Employers Face a Range of Evolving Vaccination Rules
- This guidance comes as private-sector employers with 100 or more employees await an Emergency Temporary Standard ("ETS") from OSHA mandating that all such employers require full vaccination or weekly negative COVID-19 tests for unvaccinated workers (more on the ETS here). While larger private sector employers will want to begin preparations for complying with the new vaccination and/or testing requirements, they may find it both more efficient and more effective to rely on the ETS rather than attempting to drive vaccinations through modified wellness programs. On the other hand, small employers who are not subject to the ETS or the Affordable Care Act may find offering incentives through wellness programs helpful in driving vaccinations.
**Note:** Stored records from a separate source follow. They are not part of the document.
// Configuration validation
//
// Validates that polling values are sensible before any AWS call is made

use super::*;
use anyhow::{bail, Result};
use tracing::warn;

pub fn validate_config(config: &LambdactlConfig) -> Result<()> {
    validate_upgrade_config(&config.upgrade)?;
    validate_aws_config(&config.aws)?;
    Ok(())
}

fn validate_upgrade_config(config: &UpgradeConfig) -> Result<()> {
    if config.poll_timeout_secs == 0 {
        bail!(
            "upgrade.poll_timeout_secs must be greater than 0\n\n\
            How to fix:\n\
              • Environment: export {}POLL_TIMEOUT_SECS=60\n\
              • TOML: [upgrade]\n              poll_timeout_secs = 60",
            ENV_PREFIX
        );
    }

    if config.poll_base_interval_ms == 0 {
        bail!("upgrade.poll_base_interval_ms must be greater than 0");
    }

    if config.poll_max_interval_ms < config.poll_base_interval_ms {
        bail!(
            "upgrade.poll_max_interval_ms ({}) must not be smaller than upgrade.poll_base_interval_ms ({})",
            config.poll_max_interval_ms,
            config.poll_base_interval_ms
        );
    }

    if !config.poll_backoff_factor.is_finite() || config.poll_backoff_factor < 1.0 {
        bail!(
            "upgrade.poll_backoff_factor must be a finite number >= 1.0 (got {})",
            config.poll_backoff_factor
        );
    }

    // Lambda updates usually settle within a minute; very long waits are
    // probably a typo in seconds vs. milliseconds.
    if config.poll_timeout_secs > 15 * 60 {
        warn!(
            poll_timeout_secs = config.poll_timeout_secs,
            "upgrade.poll_timeout_secs is very large"
        );
    }

    Ok(())
}

fn validate_aws_config(config: &AwsConfig) -> Result<()> {
    if let Some(region) = &config.region {
        if region.trim().is_empty() || region.contains(char::is_whitespace) {
            bail!("aws.region '{}' is not a valid region name", region);
        }
    }
    Ok(())
}
//! Terminal rendering of upgrade runs.
//!
//! Formatting lives in pure functions returning `String` so it can be tested
//! without capturing the console.

use crate::upgrade::{
    Inventory, ItemState, Phase, Presenter, UpgradePlan, UpgradePlanItem, UpgradeStatus,
    UpgradeSummary,
};
use std::io::Write;
use tracing::debug;

/// Writes human-readable progress. In JSON mode the progress goes to stderr so
/// stdout only carries the machine-readable summary.
pub struct TerminalPresenter {
    out: Box<dyn Write>,
}

impl TerminalPresenter {
    pub fn new(json: bool) -> Self {
        let out: Box<dyn Write> = if json {
            Box::new(std::io::stderr())
        } else {
            Box::new(std::io::stdout())
        };
        Self::with_writer(out)
    }

    pub fn with_writer(out: Box<dyn Write>) -> Self {
        Self { out }
    }

    fn emit(&mut self, text: &str) {
        if let Err(e) = writeln!(self.out, "{}", text).and_then(|_| self.out.flush()) {
            debug!(error = %e, "Failed to write progress output");
        }
    }
}

impl Presenter for TerminalPresenter {
    fn phase_changed(&mut self, phase: Phase) {
        let line = match phase {
            Phase::Collecting => "Collecting function inventory...",
            Phase::Applying => "Applying changes (one function at a time)...",
            _ => return,
        };
        self.emit(line);
    }

    fn inventory(&mut self, inventory: &Inventory) {
        let text = format_inventory(inventory);
        self.emit(&text);
    }

    fn plan(&mut self, plan: &UpgradePlan) {
        let text = format_plan(plan);
        self.emit(&text);
    }

    fn item_state(&mut self, name: &str, state: ItemState) {
        let line = match state {
            ItemState::Pending => return,
            ItemState::Submitted => format!("  → {}: update submitted", name),
            ItemState::Polling => format!("  … {}: waiting for update to finish", name),
            ItemState::Finished(status) => format!("  {} {}: {}", status_mark(status), name, status),
        };
        self.emit(&line);
    }

    fn summary(&mut self, summary: &UpgradeSummary) {
        let text = format_summary(summary);
        self.emit(&text);
    }
}

fn status_mark(status: UpgradeStatus) -> &'static str {
    match status {
        UpgradeStatus::Successful => "✓",
        UpgradeStatus::Failed => "✗",
        UpgradeStatus::Timeout => "⏱",
    }
}

pub fn format_inventory(inventory: &Inventory) -> String {
    format!(
        "Found {} {} function(s) out of {} in total.",
        inventory.candidates.len(),
        inventory.family,
        inventory.total_functions
    )
}

fn describe_change(item: &UpgradePlanItem) -> String {
    let mut changes = Vec::new();
    if item.change_runtime {
        changes.push(format!("runtime {} → {}", item.from_runtime, item.to_runtime));
    }
    if item.change_layers {
        changes.push(format!(
            "layers [{}] → [{}]",
            item.from_layers.join(", "),
            item.to_layers.as_deref().unwrap_or_default().join(", ")
        ));
    }
    changes.join("; ")
}

pub fn format_plan(plan: &UpgradePlan) -> String {
    let mut lines = Vec::new();

    if !plan.to_upgrade.is_empty() {
        lines.push(format!("To upgrade ({}):", plan.to_upgrade.len()));
        for item in &plan.to_upgrade {
            lines.push(format!("  • {}: {}", item.name, describe_change(item)));
        }
    }

    if !plan.already_satisfied.is_empty() {
        lines.push(format!(
            "Already on {} ({}):",
            plan.target_runtime,
            plan.already_satisfied.len()
        ));
        for item in &plan.already_satisfied {
            lines.push(format!("  • {}", item.name));
        }
    }

    if !plan.not_found.is_empty() {
        lines.push("Skipped, not found among candidate functions:".to_string());
        for name in &plan.not_found {
            lines.push(format!("  • {}", name));
        }
    }

    if plan.to_upgrade.is_empty() {
        lines.push(format!(
            "Nothing to do: no selected function needs changes for {}.",
            plan.target_runtime
        ));
    }

    lines.join("\n")
}

pub fn format_summary(summary: &UpgradeSummary) -> String {
    let mut lines = vec![
        "╭─────────────────────────────────────────────────".to_string(),
        format!("│ Upgrade to {}", summary.target_runtime),
        "├─────────────────────────────────────────────────".to_string(),
        format!("│ Successful: {}", summary.successful),
        format!("│ Failed: {}", summary.failed),
        format!("│ Skipped (already satisfied): {}", summary.skipped),
    ];

    if !summary.not_found.is_empty() {
        lines.push(format!("│ Not found: {}", summary.not_found.join(", ")));
    }

    if !summary.failures.is_empty() {
        lines.push("├─────────────────────────────────────────────────".to_string());
        for failure in &summary.failures {
            lines.push(format!(
                "│ {} {} ({}): {}",
                status_mark(failure.status),
                failure.name,
                failure.status,
                failure.reason.as_deref().unwrap_or("no reason reported")
            ));
        }
    }

    lines.push("╰─────────────────────────────────────────────────".to_string());
    lines.join("\n")
}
- It is also important to note that the new guidance only addresses vaccination incentives offered in the context of group health plans. Many employers have elected to offer various forms of incentives (e.g., cash bonuses, prizes, gift cards, additional PTO, etc.) outside of their group health plans in order to encourage vaccinations by employees. Employers remain free to continue to offer such vaccination incentives separate from their group health or wellness plans provided that the incentives comply with applicable laws.